Partially for this reason, the resin we used that afternoon was a polyurethane epoxy, which is one of the safer ones to work with. I did still manage to get some in my eye, but after ten or fifteen minutes of rinsing with water, I was happily back at work helping Keith from MIT make a boat.
The first step was creating the mold. For the parabolic dish, a laser-cut press-fit mold was put together out of cardboard. Ours however, would be a lot like the papier mache ball formed around a balloon. The only difference was that we would only be using one side of our homemade, football-shaped balloon.

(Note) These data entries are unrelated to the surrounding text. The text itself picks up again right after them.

//! Catalog data providers.
//!
//! # Architecture
//!
//! - [`Catalog`] is the data provider contract: products, collections and
//!   blog post summaries as immutable, shareable lists
//! - [`FixtureCatalog`] reads a JSON file once at startup (development, tests)
//! - [`RemoteCatalog`] reads PostgREST-style tables over HTTP, cached in-memory
//!   via `moka`
//! - [`CatalogStore`] tracks per-section readiness so pages can show loading
//!   states while the initial fetch is in flight
//!
//! # Example
//!
//! ```rust,ignore
//! use solestyle_storefront::catalog::{Catalog, CatalogStore};
//!
//! let catalog = Catalog::from_config(&config)?;
//! let store = CatalogStore::new(catalog);
//! store.warm_async();
//!
//! // Later, inside a handler
//! let products = store.products().await;
//! ```

mod cache;
mod conversions;
pub mod fixture;
pub mod remote;
pub mod store;

use std::sync::Arc;

use solestyle_core::{BlogPostSummary, Collection, Product};
use thiserror::Error;

use crate::config::{CatalogConfig, StorefrontConfig};

pub use fixture::{CatalogData, FixtureCatalog};
pub use remote::RemoteCatalog;
pub use store::CatalogStore;

/// Errors that can occur when reading the catalog.
#[derive(Debug, Error)]
pub enum CatalogError {
    /// HTTP request failed.
    #[error("HTTP error: {0}")]
    Http(#[from] reqwest::Error),

    /// Catalog API answered with a non-success status.
    #[error("Catalog API returned {status}: {body}")]
    Status {
        /// HTTP status code.
        status: u16,
        /// First part of the response body.
        body: String,
    },

    /// JSON parsing failed.
    #[error("JSON parse error: {0}")]
    Parse(#[from] serde_json::Error),

    /// Invalid endpoint URL.
    #[error("Invalid catalog URL: {0}")]
    Url(#[from] url::ParseError),

    /// Fixture file could not be read.
    #[error("Failed to read {path}: {source}")]
    Io {
        /// File that failed to load.
        path: String,
        /// Underlying I/O error.
        source: std::io::Error,
    },

    /// Rate limited by the catalog API.
    #[error("Rate limited, retry after {0} seconds")]
    RateLimited(u64),

    /// Resource not found.
    #[error("Not found: {0}")]
    NotFound(String),
}

/// The configured catalog backend.
#[derive(Clone)]
pub enum Catalog {
    /// Local JSON fixture.
    Fixture(FixtureCatalog),
    /// Hosted REST catalog.
    Remote(RemoteCatalog),
}

impl Catalog {
    /// Build the catalog described by the storefront configuration.
    ///
    /// # Errors
    ///
    /// Returns an error if the fixture file cannot be read or parsed.
    pub fn from_config(config: &StorefrontConfig) -> Result<Self, CatalogError> {
        match &config.catalog {
            CatalogConfig::Fixture { path } => Ok(Self::Fixture(FixtureCatalog::load(path)?)),
            CatalogConfig::Remote {
                url,
                api_key,
                cache_ttl,
            } => Ok(Self::Remote(RemoteCatalog::new(
                url.clone(),
                api_key.clone(),
                config.currency,
                *cache_ttl,
            ))),
        }
    }

    /// All products.
    ///
    /// # Errors
    ///
    /// Returns an error if the remote catalog cannot be reached or parsed.
    pub async fn products(&self) -> Result<Arc<Vec<Product>>, CatalogError> {
        match self {
            Self::Fixture(fixture) => Ok(fixture.products()),
            Self::Remote(remote) => remote.products().await,
        }
    }

    /// All collections.
    ///
    /// # Errors
    ///
    /// Returns an error if the remote catalog cannot be reached or parsed.
    pub async fn collections(&self) -> Result<Arc<Vec<Collection>>, CatalogError> {
        match self {
            Self::Fixture(fixture) => Ok(fixture.collections()),
            Self::Remote(remote) => remote.collections().await,
        }
    }

    /// All blog post summaries.
    ///
    /// # Errors
    ///
    /// Returns an error if the remote catalog cannot be reached or parsed.
    pub async fn blog_posts(&self) -> Result<Arc<Vec<BlogPostSummary>>, CatalogError> {
        match self {
            Self::Fixture(fixture) => Ok(fixture.blog_posts()),
            Self::Remote(remote) => remote.blog_posts().await,
        }
    }

    /// Find a product by its URL slug.
    ///
    /// # Errors
    ///
    /// Returns `CatalogError::NotFound` if no product has this slug.
    pub async fn product_by_slug(&self, slug: &str) -> Result<Product, CatalogError> {
        self.products()
            .await?
            .iter()
            .find(|p| p.slug == slug)
            .cloned()
            .ok_or_else(|| CatalogError::NotFound(format!("Product not found: {slug}")))
    }
}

While the pump slowly worked to fill our makeshift balloon with air, Keith and I set about cutting the cotton fabric into strips.
With the strips ready and the balloon inflated, all that was left to do was mix resin and begin laying strips of resin-soaked fabric on the balloon. About two and a half hours and one big roll of fabric later, we were as finished as we would ever be (we had run out of fabric, and it was beginning to rain again). We covered the last layer of fabric strips with a thicker coat of resin, and then some thin clear trash bags to keep the water out, cleaned up, and headed back to Amsterdam. I hope to see on Friday weather she’s canalworthy!